Via extensive analysis on Chinese, Japanese and Korean books, we found even more complicated phenomena: (i) The character frequency distribution follows a power law with exponent close to one, at which the corresponding Zipf's exponent diverges. Indeed, the character frequency decays exponentially in the Zipf's plot. (ii) The number of distinct characters grows with the text length in three stages: It grows linearly in the beginning, then turns to a logarithmical form and eventually saturates. All these unreported phenomena result from the combination of the rich-get-richer mechanism and the limited dictionary sizes, which is verified by a theoretical model.

Results

Experiments

We first show some statistical regularities on Chinese, Japanese and Korean literatures, which are representative languages with very limited dictionary sizes if we look at the character level. There are only around 4000 characters being frequently used in Chinese texts (4808, 4759 and 3500 frequently used characters are identified in Taiwan, Hong Kong and mainland China, respectively) and the number of Japanese and Korean characters are even smaller. Note that, a Korean character is indeed a single syllable consisting of 2–4 letters. We use the term character for convenience and consistence, while one should be aware of the fact that the Korean characters are totally different from Chinese characters: the former are phonographies while the latter are ideographies.

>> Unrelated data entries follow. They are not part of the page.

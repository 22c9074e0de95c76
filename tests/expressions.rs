mod common;

use std::sync::Arc;

use chrono::Utc;
use proptest::prelude::*;
use serde_json::{json, Value};

use common::fixtures::{number_var, quiet_engine, registry_with, routine, string_var};
use common::plugins::ConfigProbePlugin;
use kianax_engine::engine::ExecutionOptions;
use kianax_engine::expressions::resolver::NoOutputs;
use kianax_engine::expressions::{resolve_value, ExecutionMeta, ResolutionScope};
use kianax_engine::routine::{Connection, RoutineNode};
use kianax_engine::types::ExecutionStatus;
use kianax_engine::utils::collections::new_value_map;

fn empty_scope_parts() -> (ExecutionMeta, Value) {
    (
        ExecutionMeta {
            execution_id: "exec_t".into(),
            routine_id: "r-t".into(),
            started_at: Utc::now(),
        },
        Value::Null,
    )
}

#[tokio::test]
async fn parameters_resolve_with_type_preservation() {
    let probe = Arc::new(ConfigProbePlugin::new());
    let engine = quiet_engine(registry_with(probe.clone()));

    let mut r = routine(
        "exprs",
        vec![RoutineNode::new("n1", "config-probe").with_parameters(json!({
            "url": "{{ vars.apiBase }}/u/{{ trigger.userId }}",
            "limit": "{{ vars.maxItems }}"
        }))],
        vec![],
    );
    r.variables = vec![
        string_var("apiBase", "https://api.example.com"),
        number_var("maxItems", 100),
    ];
    r.trigger_data = Some(json!({"userId": "u-1"}));

    let report = engine.execute(&r, ExecutionOptions::default()).await.unwrap();
    assert_eq!(report.status, ExecutionStatus::Completed);

    let seen = probe.seen.lock().clone();
    assert_eq!(seen.len(), 1);
    assert_eq!(
        seen[0],
        json!({
            "url": "https://api.example.com/u/u-1",
            "limit": 100
        })
    );
    // The whole-value expression preserved the number type.
    assert!(seen[0]["limit"].is_number());
}

#[tokio::test]
async fn upstream_outputs_resolve_through_nodes_source() {
    let probe = Arc::new(ConfigProbePlugin::new());
    let engine = quiet_engine(registry_with(probe.clone()));

    let r = routine(
        "node-refs",
        vec![
            RoutineNode::new("n1", "stock-price"),
            RoutineNode::new("n2", "config-probe").with_parameters(json!({
                "quoted": "{{ nodes.n1.price }}",
                "record": "{{ nodes.n1 }}"
            })),
        ],
        vec![Connection::new("e1", "n1", "n2")],
    );

    let report = engine.execute(&r, ExecutionOptions::default()).await.unwrap();
    assert_eq!(report.status, ExecutionStatus::Completed);

    let seen = probe.seen.lock().clone();
    assert_eq!(seen[0]["quoted"], json!(145));
    assert_eq!(seen[0]["record"], json!({"price": 145}));
}

#[test]
fn execution_metadata_resolves() {
    let (meta, trigger) = empty_scope_parts();
    let variables = new_value_map();
    let scope = ResolutionScope {
        variables: &variables,
        trigger: &trigger,
        execution: &meta,
        outputs: &NoOutputs,
    };
    let resolved = resolve_value(
        &json!({
            "id": "{{ execution.id }}",
            "routine": "{{ execution.routineId }}",
            "at": "{{ execution.startedAt }}"
        }),
        &scope,
    );
    assert_eq!(resolved.value["id"], json!("exec_t"));
    assert_eq!(resolved.value["routine"], json!("r-t"));
    assert!(resolved.value["at"].as_str().unwrap().contains('T'));
}

proptest! {
    /// resolve(resolve(v)) == resolve(v) whenever the first pass produced
    /// no remaining expressions.
    #[test]
    fn resolution_is_idempotent(text in "[a-zA-Z0-9 ./:_-]{0,48}") {
        let (meta, trigger) = empty_scope_parts();
        let mut variables = new_value_map();
        variables.insert("x".into(), json!("value"));
        let scope = ResolutionScope {
            variables: &variables,
            trigger: &trigger,
            execution: &meta,
            outputs: &NoOutputs,
        };

        let value = json!({"a": text, "b": format!("{{{{ vars.x }}}} {text}")});
        let once = resolve_value(&value, &scope);
        let twice = resolve_value(&once.value, &scope);
        prop_assert_eq!(once.value, twice.value);
    }

    /// Values with no expression syntax pass through untouched.
    #[test]
    fn plain_values_pass_through(text in "[a-zA-Z0-9 ]{0,32}", n in any::<i64>()) {
        let (meta, trigger) = empty_scope_parts();
        let variables = new_value_map();
        let scope = ResolutionScope {
            variables: &variables,
            trigger: &trigger,
            execution: &meta,
            outputs: &NoOutputs,
        };
        let value = json!({"s": text, "n": n, "b": true, "z": null});
        let resolved = resolve_value(&value, &scope);
        prop_assert_eq!(resolved.value, value);
        prop_assert!(resolved.warnings.is_empty());
    }
}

We start with four famous books, the first two are in Chinese, the third one is in Japanese and the last one is in Korean (see data description in Methods and Materials). Figure 1 reports the character frequency distribution p(k), the Zipf's plot on character frequency Z(r) and the growth of the number of distinct characters N_t versus the text length t. As shown in figure 1, the character frequency distributions are power-law, meanwhile the frequency decays exponentially in the Zipf's plot, which is in conflict with the common sense that a power-law probability density function always corresponds to a power-law decay in the Zipf's plot. Actually, for a power-law probability density distribution p(k) ~ k^−β, usually, a power-law decay can be observed in its corresponding Zipf's plot, say Z(r) ~ r^−α. There exists a relation between two exponents α and β as ³³ and when β gets close to 1, the exponent α diverges. Under such case, we could not say the corresponding Zipfs distribution is power-law. In principle, the Zipfs distribution can be exponential or in other forms. Therefore, if we observe a nonpower-law decaying in the Zipf's plot, we cannot immediately deduce that the corresponding probability density function is not a power law – it is possibly a power law with exponent close to 1.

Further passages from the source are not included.